Understanding power relations is key to scaling change for healthy communities

Levelling three elements of power creates the preconditions to achieve scale for health interventions say Scott Berns and Sebabatso Manoeli. This article is part of our Building Healthy Communities collection.

Expanding the reach of interventions that have been proven to promote health and wellbeing in communities, especially for the most vulnerable, remains a challenge. For example, why are there still challenges and disparities in scaling-up access to clean water globally, even in the United States?1,2 What makes it so difficult to scale up health interventions?

We recently met with nine other leaders in healthcare, nonprofit, academia, public health, community and private philanthropic sectors from across four continents at the Salzburg Global Seminar to share our experiences in scaling health interventions. One of the striking findings of our discussions was that while there are many guidelines for scaling up interventions,3,4 there is a dearth of work on the preconditions needed to successfully scale them.

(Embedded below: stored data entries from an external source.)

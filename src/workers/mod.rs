//! Worker implementations
//!
//! One worker per `WorkerRole`. Every worker receives the summarized context
//! snapshot embedded in its message set and reports the tokens it spent.

pub mod command;
pub mod memory;
pub mod prompted;
pub mod search;

pub use command::CommandWorker;
pub use memory::MemoryWorker;
pub use prompted::PromptedWorker;
pub use search::SearchWorker;

use anyhow::Result;
use std::path::Path;
use std::sync::Arc;

use crate::config::Config;
use crate::llm::{LlmClient, Message};
use crate::memory::KnowledgeStore;
use crate::orchestrator::propagation::embed_context;
use crate::orchestrator::{CapabilityRegistry, WorkerRequest, WorkerRole};

/// Registry with the built-in worker for every role
pub fn default_registry(
    llm: Arc<dyn LlmClient>,
    config: &Config,
    project_path: &Path,
) -> CapabilityRegistry {
    let store = KnowledgeStore::new(project_path, &config.memory.directory);
    let attempts = config.orchestrator.schema_attempts;

    CapabilityRegistry::new()
        .with_worker(
            WorkerRole::Search,
            Arc::new(SearchWorker::new(
                llm.clone(),
                project_path.to_path_buf(),
                config.tools.search_max_results,
                attempts,
            )),
        )
        .with_worker(
            WorkerRole::Command,
            Arc::new(CommandWorker::new(
                llm.clone(),
                project_path.to_path_buf(),
                config.tools.clone(),
                attempts,
            )),
        )
        .with_worker(
            WorkerRole::Memory,
            Arc::new(MemoryWorker::new(llm.clone(), store, attempts)),
        )
        .with_worker(
            WorkerRole::Verification,
            Arc::new(PromptedWorker::verification(llm.clone())),
        )
        .with_worker(WorkerRole::UserIntent, Arc::new(PromptedWorker::user_intent(llm)))
}

/// Message set for a worker call: the context snapshot, then the request
pub(crate) fn worker_messages(request: &WorkerRequest) -> Result<Vec<Message>> {
    let mut text = request.prompt.clone();
    if let Some(additional) = &request.additional_context {
        text.push_str("\n\n");
        text.push_str(additional);
    }

    let mut messages = vec![Message::user(text)];
    if let Some(summary) = &request.context {
        embed_context(&mut messages, summary)?;
    }
    Ok(messages)
}
use anyhow::Result;
use async_trait::async_trait;
use serde_json::Value;
use std::sync::{Arc, Mutex};

use stepwise::config::OrchestratorConfig;
use stepwise::llm::{
    ContentBlock, LlmClient, LlmResponse, Message, TokenUsage, ToolChoice, ToolDefinition,
};
use stepwise::orchestrator::{
    CapabilityRegistry, OrchestratorAgent, Worker, WorkerOutput, WorkerRequest, WorkerRole,
};
use stepwise::project::AmbientContext;

/// Model that answers every forced tool call with the same object and every
/// plain call with a fixed text
pub struct ScriptedLlm {
    pub tool_input: Value,
    pub text: String,
    pub calls: Mutex<Vec<Vec<Message>>>,
}

impl ScriptedLlm {
    pub fn new(tool_input: Value) -> Self {
        Self {
            tool_input,
            text: "scripted answer".to_string(),
            calls: Mutex::new(Vec::new()),
        }
    }

    pub fn call_count(&self) -> usize {
        self.calls.lock().unwrap().len()
    }
}

#[async_trait]
impl LlmClient for ScriptedLlm {
    fn model(&self) -> &str {
        "scripted-model"
    }

    async fn send_message_with_tool_choice(
        &self,
        messages: &[Message],
        _tools: &[ToolDefinition],
        _system_prompt: Option<&str>,
        tool_choice: ToolChoice,
    ) -> Result<LlmResponse> {
        self.calls.lock().unwrap().push(messages.to_vec());
        let content = match tool_choice {
            ToolChoice::Tool(name) => vec![ContentBlock::ToolUse {
                id: "toolu_test".to_string(),
                name,
                input: self.tool_input.clone(),
            }],
            ToolChoice::Auto => vec![ContentBlock::Text {
                text: self.text.clone(),
            }],
        };
        Ok(LlmResponse {
            message: Message::assistant(content),
            usage: Some(TokenUsage::new(100, 25)),
        })
    }
}

/// Model whose every call fails
pub struct FailingLlm;

#[async_trait]
impl LlmClient for FailingLlm {
    fn model(&self) -> &str {
        "failing-model"
    }

    async fn send_message_with_tool_choice(
        &self,
        _messages: &[Message],
        _tools: &[ToolDefinition],
        _system_prompt: Option<&str>,
        _tool_choice: ToolChoice,
    ) -> Result<LlmResponse> {
        anyhow::bail!("provider unavailable")
    }
}

/// Ambient context with fixed project and memory descriptions
pub struct StaticAmbient;

#[async_trait]
impl AmbientContext for StaticAmbient {
    async fn project_context(&self) -> Result<Message> {
        Ok(Message::user("Project: demo (Rust)"))
    }

    async fn memory_files_context(&self) -> Result<Message> {
        Ok(Message::user("No project knowledge files exist yet."))
    }
}

/// Shared log of `(role, request)` in the order workers were called
pub type CallLog = Arc<Mutex<Vec<(WorkerRole, WorkerRequest)>>>;

/// Worker that logs each request and answers with `"<role> done: <prompt>"`
pub struct RecordingWorker {
    role: WorkerRole,
    log: CallLog,
}

impl RecordingWorker {
    pub fn new(role: WorkerRole, log: CallLog) -> Self {
        Self { role, log }
    }
}

#[async_trait]
impl Worker for RecordingWorker {
    fn name(&self) -> &str {
        self.role.as_str()
    }

    async fn execute(&self, request: WorkerRequest) -> Result<WorkerOutput> {
        let text = format!("{} done: {}", self.role, request.prompt);
        self.log.lock().unwrap().push((self.role, request));
        Ok(WorkerOutput::text(text).with_usage(TokenUsage::new(10, 5), "worker-model"))
    }
}

/// Worker that always fails with the given message
pub struct FailingWorker {
    pub message: String,
}

#[async_trait]
impl Worker for FailingWorker {
    fn name(&self) -> &str {
        "failing"
    }

    async fn execute(&self, _request: WorkerRequest) -> Result<WorkerOutput> {
        anyhow::bail!("{}", self.message)
    }
}

/// Registry with a recording worker for every role, sharing one log
pub fn recording_registry() -> (CapabilityRegistry, CallLog) {
    let log: CallLog = Arc::new(Mutex::new(Vec::new()));
    let mut registry = CapabilityRegistry::new();
    for role in WorkerRole::ALL {
        registry.register(role, Arc::new(RecordingWorker::new(role, log.clone())));
    }
    (registry, log)
}

/// Orchestrator whose planner returns `plan` for every request
pub fn orchestrator_with_plan(
    plan: Value,
    registry: CapabilityRegistry,
    config: OrchestratorConfig,
) -> (OrchestratorAgent, Arc<ScriptedLlm>) {
    let llm = Arc::new(ScriptedLlm::new(plan));
    let agent = OrchestratorAgent::new(config, llm.clone(), registry, Arc::new(StaticAmbient));
    (agent, llm)
}

/// Prompts of the logged calls, in order
pub fn prompts(log: &CallLog) -> Vec<String> {
    log.lock()
        .unwrap()
        .iter()
        .map(|(_, request)| request.prompt.clone())
        .collect()
}

/// Prompts of step dispatches only, without summary and checkpoint calls
pub fn step_prompts(log: &CallLog) -> Vec<String> {
    prompts(log)
        .into_iter()
        .filter(|p| !p.starts_with("Summarize") && !p.starts_with("Update the knowledge file"))
        .collect()
}
//! Message conversion for OpenAI-style chat completion APIs
//!
//! Converts the Anthropic-shaped internal message format into the flat
//! role/content/tool_calls layout the chat completions endpoint expects.

use std::collections::HashSet;

use serde::Serialize;

use super::{ContentBlock, Message, Role};

#[derive(Debug, Clone, Serialize)]
pub struct OpenAiCompatMessage {
    pub role: String,
    #[serde(skip_serializing_if = "Option::is_none")]
    pub content: Option<String>,
    #[serde(skip_serializing_if = "Option::is_none")]
    pub tool_calls: Option<Vec<OpenAiCompatToolCall>>,
    #[serde(skip_serializing_if = "Option::is_none")]
    pub tool_call_id: Option<String>,
}

#[derive(Debug, Clone, Serialize)]
pub struct OpenAiCompatToolCall {
    pub id: String,
    #[serde(rename = "type")]
    pub call_type: String,
    pub function: OpenAiCompatFunction,
}

#[derive(Debug, Clone, Serialize)]
pub struct OpenAiCompatFunction {
    pub name: String,
    pub arguments: String,
}

impl OpenAiCompatMessage {
    fn text(role: &str, content: String) -> Self {
        Self {
            role: role.to_string(),
            content: Some(content),
            tool_calls: None,
            tool_call_id: None,
        }
    }
}

/// Convert internal messages (plus an optional system prompt) to chat messages.
///
/// Tool results become separate `tool` messages placed before any text of the
/// same turn; all tool calls of an assistant turn share one message.
pub fn convert_messages(system_prompt: Option<&str>, messages: &[Message]) -> Vec<OpenAiCompatMessage> {
    let mut result = Vec::new();

    if let Some(system) = system_prompt {
        result.push(OpenAiCompatMessage::text("system", system.to_string()));
    }

    for msg in messages {
        let role = match msg.role {
            Role::User => "user",
            Role::Assistant => "assistant",
        };

        let mut tool_calls = Vec::new();
        let mut text_content = String::new();
        let mut tool_results = Vec::new();

        for block in &msg.content {
            match block {
                ContentBlock::Text { text } => {
                    if !text_content.is_empty() {
                        text_content.push('\n');
                    }
                    text_content.push_str(text);
                }
                ContentBlock::ToolUse { id, name, input } => {
                    tool_calls.push(OpenAiCompatToolCall {
                        id: id.clone(),
                        call_type: "function".to_string(),
                        function: OpenAiCompatFunction {
                            name: name.clone(),
                            arguments: input.to_string(),
                        },
                    });
                }
                ContentBlock::ToolResult {
                    tool_use_id,
                    content,
                } => {
                    tool_results.push((tool_use_id.clone(), content.clone()));
                }
            }
        }

        if !tool_calls.is_empty() {
            result.push(OpenAiCompatMessage {
                role: "assistant".to_string(),
                content: if text_content.is_empty() {
                    None
                } else {
                    Some(text_content)
                },
                tool_calls: Some(tool_calls),
                tool_call_id: None,
            });
            continue;
        }

        for (tool_use_id, content) in tool_results {
            result.push(OpenAiCompatMessage {
                role: "tool".to_string(),
                content: Some(content),
                tool_calls: None,
                tool_call_id: Some(tool_use_id),
            });
        }

        if !text_content.is_empty() {
            result.push(OpenAiCompatMessage::text(role, text_content));
        }
    }

    validate_tool_pairs(result)
}

/// Drop tool calls that have no matching tool response.
///
/// The API rejects an assistant `tool_calls` message that is not followed by a
/// `tool` message for every call id.
pub fn validate_tool_pairs(messages: Vec<OpenAiCompatMessage>) -> Vec<OpenAiCompatMessage> {
    let found_tool_ids: HashSet<String> = messages
        .iter()
        .filter(|m| m.role == "tool")
        .filter_map(|m| m.tool_call_id.clone())
        .collect();

    let orphaned = messages
        .iter()
        .filter_map(|m| m.tool_calls.as_ref())
        .flatten()
        .filter(|tc| !found_tool_ids.contains(&tc.id))
        .count();

    if orphaned == 0 {
        return messages;
    }

    tracing::warn!("Removing {} tool calls without responses", orphaned);

    let mut result = Vec::new();
    for msg in messages {
        if let Some(ref tool_calls) = msg.tool_calls {
            if !tool_calls.iter().all(|tc| found_tool_ids.contains(&tc.id)) {
                if let Some(content) = msg.content {
                    result.push(OpenAiCompatMessage::text(&msg.role, content));
                }
                continue;
            }
        }
        result.push(msg);
    }
    result
}
// Library exports for stepwise
// This allows the modules to be imported in tests and external code

pub mod config;
pub mod llm;
pub mod memory;
pub mod orchestrator;
pub mod project;
pub mod workers;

The few resources that define the preconditions needed to successfully scale up health interventions focus on: the evidence to support scaling an intervention, identifying and engaging stakeholders to generate demand for the intervention, mobilizing resources to pay for the intervention, and creating coordinated implementation and sustainability plans.5 

These insights are commonly agnostic about the explicit importance of power relations, particularly as they relate to equity, as a key precondition for scaling health interventions. We believe that a deep consideration of power relations is at the heart of creating an optimal environment for scaling community-level health and wellbeing interventions. Every subsection of a community—governments, funders, academia, community-based organisations, healthcare professionals, health systems and families—collectively represents a social power system within which, structures, processes, relationships and roles of control emerge to ideally stabilise a complex environment.

In order to create the right conditions to scale health interventions for sustained impact, the sites of power within communities and the relations therein need to be understood by implementers. This process begins with no longer framing power as a confined commodity to certain groups of people or a zero-sum game. And, it is essential to understand power as a resource that can—and should—be shared equitably among people.

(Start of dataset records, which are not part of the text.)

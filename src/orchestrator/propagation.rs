//! Context Propagation Policy
//!
//! Decides how much of the execution context a consumer sees. The planner gets
//! the full serialized context; every dispatched step gets a `ContextSummary`
//! holding only the step, its direct dependencies and the most recent
//! resource log entries.
//!
//! Either view travels inside the message set as a dedicated message wrapped
//! in sentinel markers, so it can be found and replaced later.

use anyhow::{Context, Result};
use serde::de::DeserializeOwned;
use serde::{Deserialize, Serialize};

use crate::llm::{ContentBlock, Message};

use super::context::{CommandRecord, ExecutionContext, FileRead, WebSearchRecord};
use super::types::{Step, StepId};

pub const CONTEXT_BEGIN: &str = "<<<STEPWISE_EXECUTION_CONTEXT>>>";
pub const CONTEXT_END: &str = "<<<END_STEPWISE_EXECUTION_CONTEXT>>>";

/// How much of the context a consumer may see
#[derive(Debug, Clone, Copy, PartialEq, Eq)]
pub enum Visibility {
    /// Everything; plan generation only
    Full,
    /// Current step, its dependencies and the last `recent_entries` log entries
    Summarized { recent_entries: usize },
}

/// Restricted snapshot handed to workers
#[derive(Debug, Clone, PartialEq, Serialize, Deserialize)]
#[serde(rename_all = "camelCase")]
pub struct ContextSummary {
    pub request_id: String,
    pub user_id: String,
    pub current_step: Option<StepId>,
    pub total_steps: usize,
    pub completed_steps: usize,
    #[serde(default, skip_serializing_if = "Option::is_none")]
    pub task_category: Option<String>,
    #[serde(default, skip_serializing_if = "Option::is_none")]
    pub step: Option<Step>,
    /// Direct dependencies of `step`, with their results
    #[serde(default)]
    pub dependencies: Vec<Step>,
    #[serde(default)]
    pub recent_files_read: Vec<FileRead>,
    #[serde(default)]
    pub recent_commands: Vec<CommandRecord>,
    #[serde(default)]
    pub recent_web_searches: Vec<WebSearchRecord>,
    pub error_count: usize,
}

fn last_n<T: Clone>(items: &[T], n: usize) -> Vec<T> {
    items[items.len().saturating_sub(n)..].to_vec()
}

/// Summarized view of `ctx` for the given step.
///
/// The current step's own result is never part of the view, and other steps
/// only appear when they are direct dependencies.
pub fn summarize(ctx: &ExecutionContext, step_id: StepId, recent_entries: usize) -> ContextSummary {
    let plan = ctx.plan();
    let step = plan.and_then(|p| p.find_step(step_id)).cloned().map(|mut s| {
        s.result = None;
        s
    });
    let dependencies = match (plan, &step) {
        (Some(plan), Some(step)) => step
            .dependencies
            .iter()
            .filter_map(|dep| plan.find_step(*dep).cloned())
            .map(|mut dep| {
                dep.dependencies.clear();
                dep
            })
            .collect(),
        _ => Vec::new(),
    };

    ContextSummary {
        request_id: ctx.request_id().to_string(),
        user_id: ctx.user_id().to_string(),
        current_step: ctx.current_step(),
        total_steps: ctx.total_steps(),
        completed_steps: plan.map(|p| p.completed_count()).unwrap_or(0),
        task_category: plan.map(|p| p.task_category.clone()),
        step,
        dependencies,
        recent_files_read: last_n(ctx.files_read(), recent_entries),
        recent_commands: last_n(ctx.commands_executed(), recent_entries),
        recent_web_searches: last_n(ctx.web_searches(), recent_entries),
        error_count: ctx.errors().len(),
    }
}

/// Serialized view of `ctx` under the given visibility
pub fn project(
    ctx: &ExecutionContext,
    visibility: Visibility,
    step_id: Option<StepId>,
) -> Result<serde_json::Value> {
    match visibility {
        Visibility::Full => {
            serde_json::to_value(ctx).context("Failed to serialize execution context")
        }
        Visibility::Summarized { recent_entries } => {
            let step_id = step_id.or(ctx.current_step()).unwrap_or_default();
            serde_json::to_value(summarize(ctx, step_id, recent_entries))
                .context("Failed to serialize context summary")
        }
    }
}

fn is_context_message(message: &Message) -> bool {
    message.content.iter().any(|block| {
        matches!(block, ContentBlock::Text { text } if text.contains(CONTEXT_BEGIN))
    })
}

/// Put `payload` into the message set, replacing an earlier context message
pub fn embed_context<T: Serialize>(messages: &mut Vec<Message>, payload: &T) -> Result<()> {
    let json = serde_json::to_string_pretty(payload).context("Failed to serialize context")?;
    let message = Message::user(format!(
        "Execution context (JSON):\n{}\n{}\n{}",
        CONTEXT_BEGIN, json, CONTEXT_END
    ));

    match messages.iter().position(is_context_message) {
        Some(pos) => messages[pos] = message,
        None => messages.insert(0, message),
    }
    Ok(())
}

/// Locate and deserialize an embedded payload
pub fn extract_payload<T: DeserializeOwned>(messages: &[Message]) -> Option<T> {
    let text = messages
        .iter()
        .find(|m| is_context_message(m))
        .map(|m| m.text())?;
    let start = text.find(CONTEXT_BEGIN)? + CONTEXT_BEGIN.len();
    let end = text[start..].find(CONTEXT_END)? + start;

    match serde_json::from_str(text[start..end].trim()) {
        Ok(payload) => Some(payload),
        Err(e) => {
            tracing::debug!("Ignoring unreadable embedded context: {}", e);
            None
        }
    }
}

/// Recover a full execution context; `None` means start a fresh one
pub fn extract_context(messages: &[Message]) -> Option<ExecutionContext> {
    extract_payload(messages)
}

If we are to reimagine an equitable redistribution of power, we need to level mountains and fill valleys. But what elements are our mountains made of, and with what should we fill our valleys? Within the complexities of power relations there are three essential elements that are the components for scaling change for healthy communities: people, knowledge and resources.

Power expresses itself in different ways in each element and in each community but is often concentrated in ways that privilege certain groups of people, forms of knowledge and types of resources at the expense of others. Across these elements of power, we maintain that power ought to be deployed through them in the service of gaining trust, with equity as the central and driving ethos that levels and realigns the three elements of power to create the optimal conditions for change and achieving scale.

The Healthy Start initiative in the US has equity as its central ethos and illustrates the importance of realigning power relations to achieve its goal of tackling disparities in communities with higher than average rates of infant mortality. Healthy Start is funded by the US Department of Health and Human Services and initially started in 15 urban and rural communities in 1991 and has grown to 101 in 2019. Healthy Start communities are marked by poverty, lack of resources, and a need to address a constellation of social determinants of health, including housing, education, economic inequality, transportation, food insecurity, high crime, and racial bias that contribute to poor maternal and infant health outcomes.6,7

At the core of the initiative is the belief that the community itself, guided by a multi-sector consortium of individuals and organisations—including community residents, medical providers, social service agencies, and the business community—can best design and implement evidence-based4 services tailored to the needs of all populations they serve, ensuring that the entire community is committed to fighting to reduce infant mortality.7-9

These consortia—or community action networks—are a required component of Healthy Start and demonstrate that it is vital to equitably consider the key elements of power—people, knowledge, and resources – in processes of scaling change. For example, community action networks have been instrumental in sharing power by training community members to be peer-outreach workers, educating fathers about infant mortality, and assisting Healthy Start clients start new local businesses.

In summary, to engineer the optimal conditions for scaling interventions that promote healthy communities, we must level mountains and fill valleys, holding equity as the pivotal central ethos. If this is not explicitly done, then efforts to implement proven health interventions at scale will be jeopardized. Ultimately, an active awareness of the shape of power relations across the key elements of people, knowledge and resources is crucial for building the trust and commitment that will last in communities. 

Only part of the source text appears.